THE SPIRITUALISTS, MEDIUMS, AND LEGENDS OF CAMP ETNA

An eye-opening, consistently fascinating, and engrossing profile of the modern spiritualist movement.

A memoirist explores modern spiritualism through its centuries-old legacy and a hallowed summer camp.

Ptacin (Poor Your Soul, 2016) examines Maine’s Camp Etna, a summer colony established in 1876 dedicated to communal gatherings where spiritualists assemble for mental and physical mediumship and to engage in paranormal fellowship. The Maine-based author immersed herself in the community, and her reportage reflects equal amounts of diligent journalism and wide-eyed fascination. As Ptacin writes, spiritualists staunchly believe in the afterlife and that each human embodies the capacity and wields the tools to channel and communicate with a host of otherworldly entities.
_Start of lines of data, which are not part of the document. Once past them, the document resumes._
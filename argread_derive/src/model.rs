use proc_macro2::TokenStream as TokenStream2;

#[derive(Debug, Clone)]
pub(crate) struct DeriveValue {
    pub tokens: TokenStream2,
}

impl PartialEq for DeriveValue {
    fn eq(&self, other: &Self) -> bool {
        self.tokens.to_string() == other.tokens.to_string()
    }
}

impl Eq for DeriveValue {}

#[derive(Debug, PartialEq, Eq)]
pub(crate) enum SlotType {
    Skip,
    Positional,
    Optional,
    Variadic,
    Flag {
        short: Option<char>,
        long: Option<String>,
        // Parsed against the field type; `None` means `true` on a boolean field.
        default: Option<String>,
    },
    Named {
        short: Option<char>,
        long: Option<String>,
    },
}

#[derive(Debug, PartialEq, Eq)]
pub(crate) struct DeriveSlot {
    pub field_name: syn::Ident,
    pub field_type: DeriveValue,
    pub tag: Option<String>,
    pub slot_type: SlotType,
}

#[derive(Debug, PartialEq, Eq)]
pub(crate) struct DeriveReader {
    pub struct_name: syn::Ident,
    pub impl_generics: DeriveValue,
    pub type_generics: DeriveValue,
    pub where_clause: DeriveValue,
    pub slots: Vec<DeriveSlot>,
}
Her tour of the camp activities, which is both thrilling and unsettling, began with a startling “table tipping” session with a medium. In appropriately affable and accessible prose, the author describes what separates spiritualists from more common American religious traditions: They are “willing to offer and provide scientific evidence to prove what many people may otherwise believe to be a bunch of bullshit.” Running alongside her probing examination of Camp Etna is an astute history of the rise and fall of American spiritualism, which began in 1888 with Kate and Margaret Fox, who exhibited supernatural abilities. During her months at Camp Etna as initially “just a journalist eager to see a ghost,” Ptacin’s neophyte education on spiritualism and her interactions with its practicing population blossomed from spiked curiosity to rapt participation in ghost hunts and dowsing sessions. As the author notes, the spiritualists she met form an extraordinarily convictive community “grasping for meaning in humanity beyond the basic biological facts,” yet the enigmatic profiles—past and present—collectively display a much more dynamic tapestry. Ptacin also brings aspects of faith and individual ability into view, as when she probed the difficulty of uncovering one’s own spirit guide and an Etna spiritualist confidently spoke: “We all can do it.”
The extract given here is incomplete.